▶ **Your goal**: Pick out each line in these entries that contains the string "histories".
Content starts
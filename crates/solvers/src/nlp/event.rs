use ndarray::Array1;

/// One iterate of the NLP backend.
#[derive(Debug, Clone, PartialEq)]
pub struct Event {
    /// Zero-based iteration number.
    pub iteration: usize,

    /// Objective value at `x`.
    pub objective: f64,

    /// The decision vector.
    pub x: Array1<f64>,
}
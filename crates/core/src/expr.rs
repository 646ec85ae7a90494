use std::fmt::Debug;

/// A symbolic, column-vector valued expression.
///
/// Stride never looks inside an expression. Everything the transcription
/// layer needs is expressed through these operations, so any expression graph
/// library (with its own automatic differentiation) can back a problem as long
/// as it provides them.
///
/// Symbols are expressions too: a phase's state symbol is an `nx`-row column
/// whose rows are free symbols, and [`Expr::substitute`] replaces such symbol
/// columns by other expressions row by row.
pub trait Expr: Clone + Debug {
    /// Returns a column of `rows` constant zeros.
    fn zeros(rows: usize) -> Self;

    /// Returns the number of rows.
    fn numel(&self) -> usize;

    /// Stacks `parts` vertically, preserving their order.
    fn vertcat(parts: &[Self]) -> Self;

    /// Returns the listed rows, in the listed order.
    fn select(&self, rows: &[usize]) -> Self;

    /// Replaces every symbol column in `symbols` by the matching entry of
    /// `values`.
    ///
    /// Each `values[i]` has the same number of rows as `symbols[i]`.
    fn substitute(&self, symbols: &[Self], values: &[Self]) -> Self;

    /// Returns `self - constant`, row by row.
    fn offset(&self, constant: &[f64]) -> Self;

    /// Returns the one-row sum of all rows.
    fn sum(&self) -> Self;

    /// Returns the one-row sum of squared rows.
    fn sum_squares(&self) -> Self;

    /// Multiplies every row by `factor`.
    fn scale(&self, factor: f64) -> Self;

    /// Returns `true` if any row references a free symbol of `symbol`.
    fn depends_on(&self, symbol: &Self) -> bool;

    /// Returns an expression with no rows.
    fn empty() -> Self {
        Self::zeros(0)
    }

    /// Returns `true` if the expression has no rows.
    fn is_empty(&self) -> bool {
        self.numel() == 0
    }
}
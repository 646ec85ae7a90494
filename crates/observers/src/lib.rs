//! Reusable observers for Stride solver adapters.
//!
//! This crate provides [`Observer`] implementations and capability traits that
//! work with any adapter event exposing the right data.
//!
//! # Modules
//!
//! - [`traits`]: capability traits for cross-solver observers
//!   ([`HasIteration`], [`HasObjective`], [`CanStopEarly`])
//! - [`progress`]: logs iteration progress through the `log` facade
//! - [`trace`]: records objective histories and stops on a target objective
//!
//! [`Observer`]: stride_core::Observer
//! [`HasIteration`]: traits::HasIteration
//! [`HasObjective`]: traits::HasObjective
//! [`CanStopEarly`]: traits::CanStopEarly

pub mod progress;
pub mod trace;
pub mod traits;

pub use progress::Progress;
pub use trace::{ObjectiveBelow, Trace};
use ndarray::Array1;

use crate::{Error, Expr, Interval};

/// A free parameter optimized alongside the trajectories, shared by every
/// phase (a segment mass, a stiffness, ...).
#[derive(Debug, Clone)]
pub struct Parameter<E> {
    name: String,
    symbol: E,
    bounds: Interval,
    initial_guess: Array1<f64>,
}

impl<E: Expr> Parameter<E> {
    /// # Errors
    ///
    /// Returns [`Error::Rows`] if `bounds` or `initial_guess` do not have one
    /// row per symbol row.
    pub fn new(
        name: impl Into<String>,
        symbol: E,
        bounds: Interval,
        initial_guess: impl Into<Array1<f64>>,
    ) -> Result<Self, Error> {
        let initial_guess = initial_guess.into();
        let rows = symbol.numel();
        if bounds.len() != rows {
            return Err(Error::Rows {
                what: "parameter bounds",
                expected: rows,
                found: bounds.len(),
            });
        }
        if initial_guess.len() != rows {
            return Err(Error::Rows {
                what: "parameter initial guess",
                expected: rows,
                found: initial_guess.len(),
            });
        }
        Ok(Self {
            name: name.into(),
            symbol,
            bounds,
            initial_guess,
        })
    }

    #[must_use]
    pub fn name(&self) -> &str {
        &self.name
    }

    #[must_use]
    pub fn symbol(&self) -> &E {
        &self.symbol
    }

    #[must_use]
    pub fn size(&self) -> usize {
        self.symbol.numel()
    }

    #[must_use]
    pub fn bounds(&self) -> &Interval {
        &self.bounds
    }

    #[must_use]
    pub fn initial_guess(&self) -> &Array1<f64> {
        &self.initial_guess
    }

    /// Returns `true` for the phase-duration parameters of free-time
    /// problems, named `time_phase_<n>`.
    #[must_use]
    pub fn is_phase_time(&self) -> bool {
        self.name
            .strip_prefix("time_phase_")
            .is_some_and(|phase| !phase.is_empty() && phase.bytes().all(|b| b.is_ascii_digit()))
    }
}
//! Transcription of Stride optimal control programs for external solvers.
//!
//! One [`Ocp`](stride_core::Ocp) description can be handed to two very
//! different solver families:
//!
//! - [`nlp`]: a generic nonlinear-programming solver that takes one flat
//!   decision vector, one scalar objective and one flat constraint vector
//! - [`multiple_shooting`]: a structure-exploiting solver that takes the
//!   problem per shooting node, with least-squares costs and per-node bounds
//!
//! Both adapters implement [`SolverInterface`] and are built on the same
//! pieces: the [`assemble`] utilities, the objective and constraint
//! [`aggregate`]s, and [`Options`].
//!
//! Solvers themselves are external. Each adapter talks to its solver through
//! a narrow backend trait ([`nlp::NlpBackend`], [`multiple_shooting::OcpBackend`])
//! so the transcription can be exercised without a numerical library.

pub mod aggregate;
pub mod assemble;
pub mod multiple_shooting;
pub mod nlp;

mod error;
mod interface;
mod options;
mod solution;

#[cfg(any(test, feature = "testing"))]
pub mod testing;

pub use error::ConfigurationError;
pub use interface::SolverInterface;
pub use options::{OptionValue, Options};
pub use solution::{Multipliers, PhaseTrajectory, SolutionRecord, Status};
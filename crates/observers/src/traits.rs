//! Capability traits for cross-solver observers.
//!
//! These traits abstract over adapter-specific event and action types, so an
//! observer can be written once and used with any adapter whose events carry
//! the data it needs.
//!
//! # Event traits
//!
//! - [`HasIteration`]: events numbered by solver iteration
//! - [`HasObjective`]: events that carry an objective value
//!
//! # Action traits
//!
//! - [`CanStopEarly`]: actions that can signal early termination
//!
//! # Example
//!
//! ```rust
//! use stride_core::Observer;
//! use stride_observers::traits::{CanStopEarly, HasObjective};
//!
//! struct GoodEnough {
//!     tolerance: f64,
//! }
//!
//! impl<E: HasObjective, A: CanStopEarly> Observer<E, A> for GoodEnough {
//!     fn observe(&mut self, event: &E) -> Option<A> {
//!         (event.objective() < self.tolerance).then(A::stop_early)
//!     }
//! }
//! ```

use stride_solvers::nlp;

/// An event numbered by solver iteration.
pub trait HasIteration {
    /// Returns the zero-based iteration this event belongs to.
    fn iteration(&self) -> usize;
}

/// An event that carries an objective value.
pub trait HasObjective {
    /// Returns the objective for this event.
    ///
    /// Returns `f64::NAN` when no objective is available.
    fn objective(&self) -> f64;
}

/// An action type that can signal early termination.
pub trait CanStopEarly {
    /// Returns the action that stops the solver early.
    fn stop_early() -> Self;
}

impl HasIteration for nlp::Event {
    fn iteration(&self) -> usize {
        self.iteration
    }
}

impl HasObjective for nlp::Event {
    fn objective(&self) -> f64 {
        self.objective
    }
}

impl CanStopEarly for nlp::Action {
    fn stop_early() -> Self {
        Self::StopEarly
    }
}
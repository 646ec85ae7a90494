use std::fmt;

use crate::Error;

/// The shooting nodes a term applies to.
///
/// A phase with `N` shooting intervals has nodes `0..=N`; node `N` is the
/// terminal node and has no control.
#[derive(Debug, Clone, PartialEq, Eq)]
pub enum Node {
    /// Every node, including the terminal one when the term can be evaluated
    /// there.
    All,

    /// Every shooting node `0..N`, never the terminal one.
    AllShooting,

    /// The terminal node `N`.
    End,

    /// An explicit set of nodes.
    Specific(Vec<usize>),
}

impl Node {
    /// The first node only.
    #[must_use]
    pub fn start() -> Self {
        Self::Specific(vec![0])
    }

    /// Resolves the node set for a horizon of `shooting_nodes` intervals.
    ///
    /// Terms that cannot be evaluated at the terminal node (`reaches_terminal`
    /// is `false`, e.g. control penalties) resolve [`Node::All`] to the
    /// shooting nodes only.
    ///
    /// # Errors
    ///
    /// Returns [`Error::NodeOutOfRange`] if a requested node does not exist
    /// for this term.
    pub fn resolve(&self, shooting_nodes: usize, reaches_terminal: bool) -> Result<Vec<usize>, Error> {
        let last = if reaches_terminal {
            shooting_nodes
        } else {
            shooting_nodes.saturating_sub(1)
        };

        match self {
            Self::All => Ok((0..=last).collect()),
            Self::AllShooting => Ok((0..shooting_nodes).collect()),
            Self::End if reaches_terminal => Ok(vec![shooting_nodes]),
            Self::End => Err(Error::NodeOutOfRange {
                node: shooting_nodes,
                last,
            }),
            Self::Specific(nodes) => {
                if let Some(&node) = nodes.iter().find(|&&node| node > last) {
                    return Err(Error::NodeOutOfRange { node, last });
                }
                Ok(nodes.clone())
            }
        }
    }
}

impl fmt::Display for Node {
    fn fmt(&self, f: &mut fmt::Formatter<'_>) -> fmt::Result {
        match self {
            Self::All => write!(f, "all nodes"),
            Self::AllShooting => write!(f, "all shooting nodes"),
            Self::End => write!(f, "the last node"),
            Self::Specific(nodes) => write!(f, "nodes {nodes:?}"),
        }
    }
}

#[cfg(test)]
mod tests {
    use super::*;

    #[test]
    fn all_reaches_terminal_node_when_allowed() {
        assert_eq!(Node::All.resolve(3, true).unwrap(), vec![0, 1, 2, 3]);
        assert_eq!(Node::All.resolve(3, false).unwrap(), vec![0, 1, 2]);
    }

    #[test]
    fn all_shooting_never_reaches_terminal_node() {
        assert_eq!(Node::AllShooting.resolve(3, true).unwrap(), vec![0, 1, 2]);
    }

    #[test]
    fn end_requires_terminal_node() {
        assert_eq!(Node::End.resolve(4, true).unwrap(), vec![4]);
        assert_eq!(
            Node::End.resolve(4, false),
            Err(Error::NodeOutOfRange { node: 4, last: 3 })
        );
    }

    #[test]
    fn specific_nodes_are_checked() {
        assert_eq!(Node::start().resolve(2, false).unwrap(), vec![0]);
        assert_eq!(
            Node::Specific(vec![1, 5]).resolve(2, true),
            Err(Error::NodeOutOfRange { node: 5, last: 2 })
        );
    }
}
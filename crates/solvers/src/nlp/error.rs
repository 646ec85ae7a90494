use crate::ConfigurationError;

/// Errors that can occur in the NLP adapter.
#[derive(Debug, thiserror::Error)]
pub enum Error {
    #[error(transparent)]
    Configuration(#[from] ConfigurationError),

    #[error("backend error: {0}")]
    Backend(Box<dyn std::error::Error + Send + Sync>),

    #[error("iteration history: {0}")]
    History(#[from] std::io::Error),

    #[error("iterations were not recorded, set `return_iterations` before solving")]
    IterationsNotRecorded,
}

/// A backend returned a solution that does not cover the decision vector.
#[derive(Debug, thiserror::Error)]
#[error("solution has {found} values, expected {expected}")]
pub struct SolutionLength {
    pub expected: usize,
    pub found: usize,
}

impl From<stride_core::Error> for Error {
    fn from(error: stride_core::Error) -> Self {
        Self::Configuration(error.into())
    }
}
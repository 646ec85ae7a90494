use crate::{ConfigurationError, OptionValue, Options};

/// Adapter-level key that turns on iteration history.
const RETURN_ITERATIONS: &str = "return_iterations";

/// Resolved options of the NLP adapter.
#[derive(Debug, Clone, PartialEq)]
pub struct Config {
    solver_options: Options,
    return_iterations: bool,
}

impl Config {
    /// The backend defaults, with every key under `prefix`.
    #[must_use]
    pub fn defaults(prefix: &str) -> Self {
        let solver_options = [
            ("tol", OptionValue::Float(1e-6)),
            ("max_iter", OptionValue::Int(1000)),
            ("hessian_approximation", OptionValue::from("exact")),
            ("limited_memory_max_history", OptionValue::Int(50)),
            ("linear_solver", OptionValue::from("mumps")),
        ]
        .into_iter()
        .map(|(key, value)| (format!("{prefix}{key}"), value))
        .collect();

        Self {
            solver_options,
            return_iterations: false,
        }
    }

    /// Overlays user options on the defaults.
    ///
    /// Keys without `prefix` are moved under it. `return_iterations` is kept
    /// by the adapter and never forwarded.
    ///
    /// # Errors
    ///
    /// Returns [`ConfigurationError::InvalidOption`] if `return_iterations`
    /// is not a boolean.
    pub fn new(mut options: Options, prefix: &str) -> Result<Self, ConfigurationError> {
        let return_iterations = options.take_bool(RETURN_ITERATIONS)?.unwrap_or(false);

        let mut config = Self::defaults(prefix);
        for (key, value) in options {
            let key = if key.starts_with(prefix) {
                key
            } else {
                format!("{prefix}{key}")
            };
            config.solver_options.insert(key, value);
        }
        config.return_iterations = return_iterations;
        Ok(config)
    }

    /// The options forwarded to the backend.
    #[must_use]
    pub fn solver_options(&self) -> &Options {
        &self.solver_options
    }

    #[must_use]
    pub fn return_iterations(&self) -> bool {
        self.return_iterations
    }
}
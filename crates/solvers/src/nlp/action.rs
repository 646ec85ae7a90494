/// Actions an observer can take during an NLP solve.
#[derive(Debug, Clone, Copy, PartialEq, Eq)]
pub enum Action {
    /// Stop the backend and return the current iterate.
    StopEarly,
}
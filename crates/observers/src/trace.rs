//! Objective histories and target-based stopping.

use stride_core::Observer;

use crate::traits::{CanStopEarly, HasIteration, HasObjective};

/// Records `(iteration, objective)` for every event. Never acts.
#[derive(Debug, Clone, Default, PartialEq)]
pub struct Trace {
    points: Vec<(usize, f64)>,
}

impl Trace {
    #[must_use]
    pub fn new() -> Self {
        Self::default()
    }

    #[must_use]
    pub fn points(&self) -> &[(usize, f64)] {
        &self.points
    }

    /// The lowest finite objective seen so far.
    #[must_use]
    pub fn best(&self) -> Option<(usize, f64)> {
        self.points
            .iter()
            .copied()
            .filter(|(_, objective)| objective.is_finite())
            .min_by(|a, b| a.1.total_cmp(&b.1))
    }
}

impl<E, A> Observer<E, A> for Trace
where
    E: HasIteration + HasObjective,
{
    fn observe(&mut self, event: &E) -> Option<A> {
        self.points.push((event.iteration(), event.objective()));
        None
    }
}

/// Stops the solver once the objective drops below `target`, but not before
/// `min_iterations`.
#[derive(Debug, Clone, Copy, PartialEq)]
pub struct ObjectiveBelow {
    pub target: f64,
    pub min_iterations: usize,
}

impl ObjectiveBelow {
    #[must_use]
    pub fn new(target: f64) -> Self {
        Self {
            target,
            min_iterations: 0,
        }
    }

    #[must_use]
    pub fn after(mut self, min_iterations: usize) -> Self {
        self.min_iterations = min_iterations;
        self
    }
}

impl<E, A> Observer<E, A> for ObjectiveBelow
where
    E: HasIteration + HasObjective,
    A: CanStopEarly,
{
    fn observe(&mut self, event: &E) -> Option<A> {
        let reached = event.objective() < self.target;
        (reached && event.iteration() >= self.min_iterations).then(A::stop_early)
    }
}

#[cfg(test)]
mod tests {
    use super::*;

    use approx::assert_relative_eq;
    use ndarray::Array1;
    use stride_solvers::nlp::{Action, Event};

    fn events(objectives: &[f64]) -> Vec<Event> {
        objectives
            .iter()
            .enumerate()
            .map(|(iteration, &objective)| Event {
                iteration,
                objective,
                x: Array1::zeros(2),
            })
            .collect()
    }

    #[test]
    fn trace_records_every_event() {
        let mut trace = Trace::new();

        for event in events(&[4.0, f64::NAN, 1.5, 2.0]) {
            let action: Option<Action> = trace.observe(&event);
            assert_eq!(action, None);
        }

        assert_eq!(trace.points().len(), 4);
        let (iteration, best) = trace.best().unwrap();
        assert_eq!(iteration, 2);
        assert_relative_eq!(best, 1.5);
    }

    #[test]
    fn stops_once_the_target_is_reached() {
        let mut rule = ObjectiveBelow::new(1.0);

        let stopped = events(&[5.0, 2.0, 0.5, 0.1])
            .iter()
            .position(|event| rule.observe(event) == Some(Action::StopEarly));

        assert_eq!(stopped, Some(2));
    }

    #[test]
    fn waits_for_the_minimum_iterations() {
        let mut rule = ObjectiveBelow::new(1.0).after(3);

        let stopped = events(&[0.5, 0.5, 0.5, 0.5])
            .iter()
            .position(|event| rule.observe(event) == Some(Action::StopEarly));

        assert_eq!(stopped, Some(3));
    }
}
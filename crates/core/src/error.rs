use thiserror::Error;

/// Errors raised while building a problem description.
#[derive(Debug, Error, Clone, PartialEq, Eq)]
pub enum Error {
    #[error("{what} has {found} rows, expected {expected}")]
    Rows {
        what: &'static str,
        expected: usize,
        found: usize,
    },

    #[error("{what} has {found} columns, expected {expected}")]
    Columns {
        what: &'static str,
        expected: usize,
        found: usize,
    },

    #[error("index {index} is out of range for a dimension of {dimension}")]
    IndexOutOfRange { index: usize, dimension: usize },

    #[error("node {node} is past the last available node {last}")]
    NodeOutOfRange { node: usize, last: usize },

    #[error("a phase needs at least one shooting interval")]
    NoShootingInterval,

    #[error("a problem needs at least one phase")]
    NoPhase,

    #[error("{0} objectives cannot be added here")]
    MisplacedObjective(&'static str),
}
Content ends
▶ **Result of this task**:
//! - [`trace`]: records objective histories and stops on a target objective
//! Objective histories and target-based stopping.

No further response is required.